Steven Green, legal director for Americans United for Separation of Church and State and also an attorney representing the challengers to the voucher program, called the court's ruling a “terrible decision and a crabbed analysis of Supreme Court jurisprudence.”

“The court's analysis is rather novel,” Green said. “The judges go in a direction which the U.S. Supreme Court has not gone.”

Green added that the challengers are contemplating asking the Supreme Court to stay the Wisconsin court's decision. “The U.S. Supreme Court could grant a stay,” he said. “The decision would be an intermediate step while seeking a review by the entire court.”

Elliot Mincberg, legal director for People for the American Way, a D.C.-based civil rights group, said the Wisconsin Supreme Court's action was “a renegade decision, because all other courts—including the U.S. Supreme Court—that have looked at similar voucher plans have found them unconstitutional.”

At the moment, however, the Wisconsin court decision clears the way for expansion of the Milwaukee Parental Choice Program to include religious schools. The decision will permit as many as 15,000 students to attend religious schools on public funds.

Clint Bolick, legal director for the Institute for Justice, a D.C.-based libertarian law firm that was one of several organizations defending the Milwaukee voucher program, praised the decision.

“Today's decision will help school choice spread like wildfire across the nation,” Bolick said. “The court's careful analysis of the constitutional issues provides powerful insight that voucher programs are fully compatible with the principles of the First Amendment.”

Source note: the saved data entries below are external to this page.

//! Pan and zoom of the drawing canvas.

use kurbo::{Affine, Point, Vec2};
use serde::{Deserialize, Serialize};
use std::ops::RangeInclusive;

/// Zoom increment of the zoom-in and zoom-out controls.
pub const ZOOM_STEP: f64 = 0.1;

/// Allowed zoom factors.
pub const ZOOM_RANGE: RangeInclusive<f64> = 0.5..=3.0;

/// View of the canvas over the recorded drawing.
///
/// Strokes are recorded in surface coordinates. The canvas shows them
/// offset by `offset` and scaled by `zoom`. Moving the view never touches
/// recorded paths or history.
#[derive(Debug, Clone, Copy, PartialEq, Serialize, Deserialize)]
pub struct Camera {
    /// Pan in canvas pixels.
    pub offset: Vec2,
    /// Scale factor, 1.0 is unzoomed.
    pub zoom: f64,
}

impl Default for Camera {
    fn default() -> Self {
        Self {
            offset: Vec2::ZERO,
            zoom: 1.0,
        }
    }
}

impl Camera {
    pub fn new() -> Self {
        Self::default()
    }

    /// Surface to canvas mapping used when painting.
    pub fn view(&self) -> Affine {
        Affine::translate(self.offset) * Affine::scale(self.zoom)
    }

    /// Map a canvas point back to the surface: `(canvas - offset) / zoom`.
    pub fn to_surface(&self, canvas: Point) -> Point {
        ((canvas.to_vec2() - self.offset) / self.zoom).to_point()
    }

    pub fn pan(&mut self, delta: Vec2) {
        self.offset += delta;
    }

    /// Step the zoom, clamped to [`ZOOM_RANGE`]. Returns whether it moved.
    pub fn zoom_by(&mut self, delta: f64) -> bool {
        let zoom = (self.zoom + delta).clamp(*ZOOM_RANGE.start(), *ZOOM_RANGE.end());
        if (zoom - self.zoom).abs() < f64::EPSILON {
            return false;
        }
        self.zoom = zoom;
        true
    }

    /// Zoom shown in the toolbar, in whole percent.
    pub fn zoom_percent(&self) -> u32 {
        (self.zoom * 100.0).round() as u32
    }

    pub fn reset(&mut self) {
        *self = Self::default();
    }
}

#[cfg(test)]
mod tests {
    use super::*;

    fn assert_near(a: Point, b: Point) {
        assert!((a - b).hypot() < 1e-9, "{a:?} != {b:?}");
    }

    #[test]
    fn test_unmoved_view_is_identity() {
        let camera = Camera::new();
        let p = Point::new(12.0, 34.0);
        assert_eq!(camera.view(), Affine::IDENTITY);
        assert_eq!(camera.to_surface(p), p);
    }

    #[test]
    fn test_to_surface_inverts_view() {
        let mut camera = Camera::new();
        camera.pan(Vec2::new(40.0, -10.0));
        camera.zoom_by(0.5);

        let surface = Point::new(100.0, 50.0);
        assert_near(camera.to_surface(camera.view() * surface), surface);
    }

    #[test]
    fn test_canvas_point_unpans_then_unzooms() {
        let mut camera = Camera::new();
        camera.pan(Vec2::new(20.0, 30.0));
        camera.zoom_by(1.0);
        assert_near(camera.to_surface(Point::new(120.0, 230.0)), Point::new(50.0, 100.0));
    }

    #[test]
    fn test_zoom_stays_in_range() {
        let mut camera = Camera::new();
        for _ in 0..50 {
            camera.zoom_by(ZOOM_STEP);
        }
        assert!((camera.zoom - 3.0).abs() < 1e-9);
        assert!(!camera.zoom_by(ZOOM_STEP));
        assert_eq!(camera.zoom_percent(), 300);

        for _ in 0..50 {
            camera.zoom_by(-ZOOM_STEP);
        }
        assert!((camera.zoom - 0.5).abs() < 1e-9);
        assert_eq!(camera.zoom_percent(), 50);
    }

    #[test]
    fn test_reset_restores_unmoved_view() {
        let mut camera = Camera::new();
        camera.pan(Vec2::new(5.0, 5.0));
        camera.zoom_by(1.0);
        camera.reset();
        assert_eq!(camera, Camera::default());
    }
}
//! Form-side owner of one pain map being edited.
//!
//! The editor holds the drawing session and/or region model of one mount plus
//! the clinical scalars, and emits the full model on every committed change.

use crate::drawing::{CanvasDrawingSession, DrawingSurface, SessionConfig};
use crate::error::EngineResult;
use crate::model::{AvatarVariant, DepthIndicator, Intensity, PainMapModel, ViewOrientation};
use crate::region::{BodyRegistry, RegionSelectionModel};
use crate::storage::{PainMapStore, StoredPainMap};
use std::cell::RefCell;
use std::rc::Rc;

type ModelListener = Box<dyn FnMut(&PainMapModel)>;

/// Model plus its listeners, shared with the sub-component callbacks.
#[derive(Default)]
struct Shared {
    model: PainMapModel,
    listeners: Vec<ModelListener>,
}

impl Shared {
    fn notify(&mut self) {
        let Shared { model, listeners } = self;
        for listener in listeners.iter_mut() {
            listener(&*model);
        }
    }
}

/// Editing state for one pain map.
pub struct PainMapEditor<S: DrawingSurface> {
    shared: Rc<RefCell<Shared>>,
    drawing: Option<CanvasDrawingSession<S>>,
    regions: Option<RegionSelectionModel>,
}

impl<S: DrawingSurface> PainMapEditor<S> {
    /// Start editing, optionally from a stored model.
    pub fn new(seed: Option<PainMapModel>) -> Self {
        Self {
            shared: Rc::new(RefCell::new(Shared {
                model: seed.unwrap_or_default(),
                listeners: Vec::new(),
            })),
            drawing: None,
            regions: None,
        }
    }

    /// Register a listener for model changes.
    pub fn on_change(&mut self, listener: impl FnMut(&PainMapModel) + 'static) {
        self.shared.borrow_mut().listeners.push(Box::new(listener));
    }

    /// Mount a drawing session seeded with the model's drawing data.
    pub fn attach_drawing(&mut self, surface: Option<S>, config: &SessionConfig) -> EngineResult<()> {
        let seed = self.shared.borrow().model.drawing_data.clone();
        let mut session = CanvasDrawingSession::mount(surface, Some(&seed), config)?;
        let shared = Rc::clone(&self.shared);
        session.on_change(move |data| {
            let mut shared = shared.borrow_mut();
            shared.model.drawing_data = data.clone();
            shared.notify();
        });
        self.drawing = Some(session);
        Ok(())
    }

    /// Mount a region model seeded with the model's regions.
    pub fn attach_regions(&mut self, registry: BodyRegistry) -> EngineResult<()> {
        let seed = self.shared.borrow().model.regions().to_vec();
        let mut regions = RegionSelectionModel::mount(registry, Some(&seed))?;
        let shared = Rc::clone(&self.shared);
        regions.on_change(move |selected| {
            let mut shared = shared.borrow_mut();
            shared.model.regions = Some(selected.to_vec());
            shared.notify();
        });
        self.regions = Some(regions);
        Ok(())
    }

    pub fn drawing(&self) -> Option<&CanvasDrawingSession<S>> {
        self.drawing.as_ref()
    }

    pub fn drawing_mut(&mut self) -> Option<&mut CanvasDrawingSession<S>> {
        self.drawing.as_mut()
    }

    pub fn regions(&self) -> Option<&RegionSelectionModel> {
        self.regions.as_ref()
    }

    pub fn regions_mut(&mut self) -> Option<&mut RegionSelectionModel> {
        self.regions.as_mut()
    }

    // --- Clinical scalars ---

    pub fn set_body_region(&mut self, label: impl Into<String>) {
        let label = label.into();
        self.update(|model| model.body_region = label);
    }

    /// Overall intensity, clamped to 0–10.
    pub fn set_pain_intensity(&mut self, value: f64) {
        self.update(|model| model.pain_intensity = Intensity::new(value));
    }

    pub fn set_pain_qualities(&mut self, qualities: Vec<String>) {
        self.update(|model| model.pain_quality = qualities);
    }

    /// Add or remove one quality from the quality list.
    pub fn toggle_pain_quality(&mut self, quality: &str) {
        self.update(|model| {
            if let Some(index) = model.pain_quality.iter().position(|q| q == quality) {
                model.pain_quality.remove(index);
            } else {
                model.pain_quality.push(quality.to_string());
            }
        });
    }

    pub fn set_avatar(&mut self, avatar: AvatarVariant) {
        self.update(|model| model.avatar_type = Some(avatar));
    }

    pub fn set_view_orientation(&mut self, view: ViewOrientation) {
        self.update(|model| model.view_orientation = Some(view));
    }

    pub fn set_depth(&mut self, depth: DepthIndicator) {
        self.update(|model| model.depth_indicator = depth);
    }

    pub fn set_submission_source(&mut self, source: impl Into<String>) {
        let source = source.into();
        self.update(|model| model.submission_source = Some(source));
    }

    /// The current model.
    pub fn snapshot(&self) -> PainMapModel {
        self.shared.borrow().model.clone()
    }

    // --- Persistence ---

    /// Persist the current snapshot under `id`.
    ///
    /// Editor state is never modified, whether the save succeeds or not.
    pub async fn save_to(&self, store: &dyn PainMapStore, id: &str) -> EngineResult<StoredPainMap> {
        let record = StoredPainMap::new(id, self.snapshot());
        store.save(&record).await?;
        log::info!("Pain map {} saved", id);
        Ok(record)
    }

    /// Replace the edited model with a stored one.
    ///
    /// Attached components are re-seeded and their history restarts. On
    /// failure nothing changes.
    pub async fn load_from(&mut self, store: &dyn PainMapStore, id: &str) -> EngineResult<()> {
        let record = store.load(id).await?;
        self.shared.borrow_mut().model = record.model;

        let drawing_data = self.shared.borrow().model.drawing_data.clone();
        if let Some(session) = self.drawing.as_mut() {
            session.reset_history(drawing_data);
        }
        if let Some(regions) = self.regions.take() {
            let registry = regions.registry().clone();
            let view = regions.view();
            self.attach_regions(registry)?;
            if let Some(regions) = self.regions.as_mut() {
                regions.set_view(view);
            }
        }
        self.shared.borrow_mut().notify();
        log::info!("Pain map {} loaded", id);
        Ok(())
    }

    /// Unmount, returning the final model. An open stroke is discarded.
    pub fn teardown(mut self) -> PainMapModel {
        if let Some(session) = self.drawing.take() {
            session.teardown();
        }
        if let Some(regions) = self.regions.take() {
            regions.teardown();
        }
        self.snapshot()
    }

    fn update(&mut self, change: impl FnOnce(&mut PainMapModel)) {
        let mut shared = self.shared.borrow_mut();
        change(&mut shared.model);
        shared.notify();
    }
}

#[cfg(test)]
mod tests {
    use super::*;
    use crate::drawing::{BrushSettings, RecordingSurface};
    use crate::model::PainRegion;
    use crate::region::RegionBrush;
    use crate::storage::{BoxFuture, MemoryStorage, StorageError, StorageResult};
    use kurbo::Point;
    use pollster::block_on;

    fn mounted_editor() -> PainMapEditor<RecordingSurface> {
        let mut editor = PainMapEditor::new(None);
        editor
            .attach_drawing(Some(RecordingSurface::new()), &SessionConfig::default())
            .unwrap();
        editor.attach_regions(BodyRegistry::standard()).unwrap();
        editor
    }

    fn draw_stroke(editor: &mut PainMapEditor<RecordingSurface>) {
        let session = editor.drawing_mut().unwrap();
        let settings = BrushSettings::draw("burning");
        session.begin_stroke(Point::new(1.0, 1.0), &settings);
        session.continue_stroke(Point::new(5.0, 5.0));
        session.end_stroke();
    }

    #[test]
    fn test_every_change_emits_full_model() {
        let mut editor = mounted_editor();
        let seen = Rc::new(RefCell::new(Vec::new()));
        let sink = Rc::clone(&seen);
        editor.on_change(move |model| sink.borrow_mut().push(model.clone()));

        editor.set_body_region("Right shoulder");
        draw_stroke(&mut editor);
        editor
            .regions_mut()
            .unwrap()
            .toggle_region("right_shoulder", &RegionBrush::new("throbbing", 8.0));

        let seen = seen.borrow();
        assert_eq!(seen.len(), 3);
        let last = seen.last().unwrap();
        assert_eq!(last.body_region, "Right shoulder");
        assert_eq!(last.drawing_data.paths.len(), 1);
        assert_eq!(last.regions().len(), 1);
    }

    #[test]
    fn test_seeded_components() {
        let seed = PainMapModel::new().with_regions(vec![PainRegion::new("head", "dull", 2.0)]);
        let mut editor: PainMapEditor<RecordingSurface> = PainMapEditor::new(Some(seed));
        editor.attach_regions(BodyRegistry::standard()).unwrap();
        assert!(editor.regions().unwrap().is_selected("head"));
    }

    #[test]
    fn test_scalars_clamp_and_toggle() {
        let mut editor = mounted_editor();
        editor.set_pain_intensity(42.0);
        editor.toggle_pain_quality("sharp");
        editor.toggle_pain_quality("aching");
        editor.toggle_pain_quality("sharp");
        let model = editor.snapshot();
        assert_eq!(model.pain_intensity.value(), 10.0);
        assert_eq!(model.pain_quality, vec!["aching".to_string()]);
    }

    #[test]
    fn test_teardown_discards_open_stroke() {
        let mut editor = mounted_editor();
        draw_stroke(&mut editor);
        let session = editor.drawing_mut().unwrap();
        session.begin_stroke(Point::new(9.0, 9.0), &BrushSettings::default());
        session.continue_stroke(Point::new(10.0, 10.0));
        let model = editor.teardown();
        assert_eq!(model.drawing_data.paths.len(), 1);
    }

    #[test]
    fn test_save_and_load_round_trip() {
        let store = MemoryStorage::new();
        let mut editor = mounted_editor();
        editor.set_depth(DepthIndicator::Deep);
        draw_stroke(&mut editor);
        let record = block_on(editor.save_to(&store, "visit-1")).unwrap();
        assert_eq!(record.model, editor.snapshot());

        let mut other = mounted_editor();
        block_on(other.load_from(&store, "visit-1")).unwrap();
        assert_eq!(other.snapshot().depth_indicator, DepthIndicator::Deep);
        let session = other.drawing().unwrap();
        assert_eq!(session.paths().len(), 1);
        assert!(!session.can_undo());
    }

    struct FailingStore;

    impl PainMapStore for FailingStore {
        fn save(&self, _record: &StoredPainMap) -> BoxFuture<'_, StorageResult<()>> {
            Box::pin(async { Err(StorageError::Io("disk full".to_string())) })
        }
        fn load(&self, id: &str) -> BoxFuture<'_, StorageResult<StoredPainMap>> {
            let id = id.to_string();
            Box::pin(async move { Err(StorageError::NotFound(id)) })
        }
        fn delete(&self, _id: &str) -> BoxFuture<'_, StorageResult<()>> {
            Box::pin(async { Ok(()) })
        }
        fn list(&self) -> BoxFuture<'_, StorageResult<Vec<String>>> {
            Box::pin(async { Ok(Vec::new()) })
        }
        fn exists(&self, _id: &str) -> BoxFuture<'_, StorageResult<bool>> {
            Box::pin(async { Ok(false) })
        }
    }

    #[test]
    fn test_failed_persistence_leaves_state_unchanged() {
        let mut editor = mounted_editor();
        draw_stroke(&mut editor);
        let before = editor.snapshot();

        let err = block_on(editor.save_to(&FailingStore, "x")).unwrap_err();
        assert!(!err.is_precondition());
        assert!(block_on(editor.load_from(&FailingStore, "x")).is_err());
        assert_eq!(editor.snapshot(), before);
        assert!(editor.drawing().unwrap().can_undo());
    }
}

Green agreed with Bolick that the decision is likely to reinvigorate proponents of voucher programs.

“Politically, the decision will have wide ramifications,” Green said. “It gives a green light to state legislators to enact voucher programs.”

Nonetheless, Green said he remains confident that Milwaukee's program will ultimately be found unconstitutional because “it provides a blank check for religious schools to use money for any purpose including religious education,” which he contends is a fundamental affront to the establishment clause.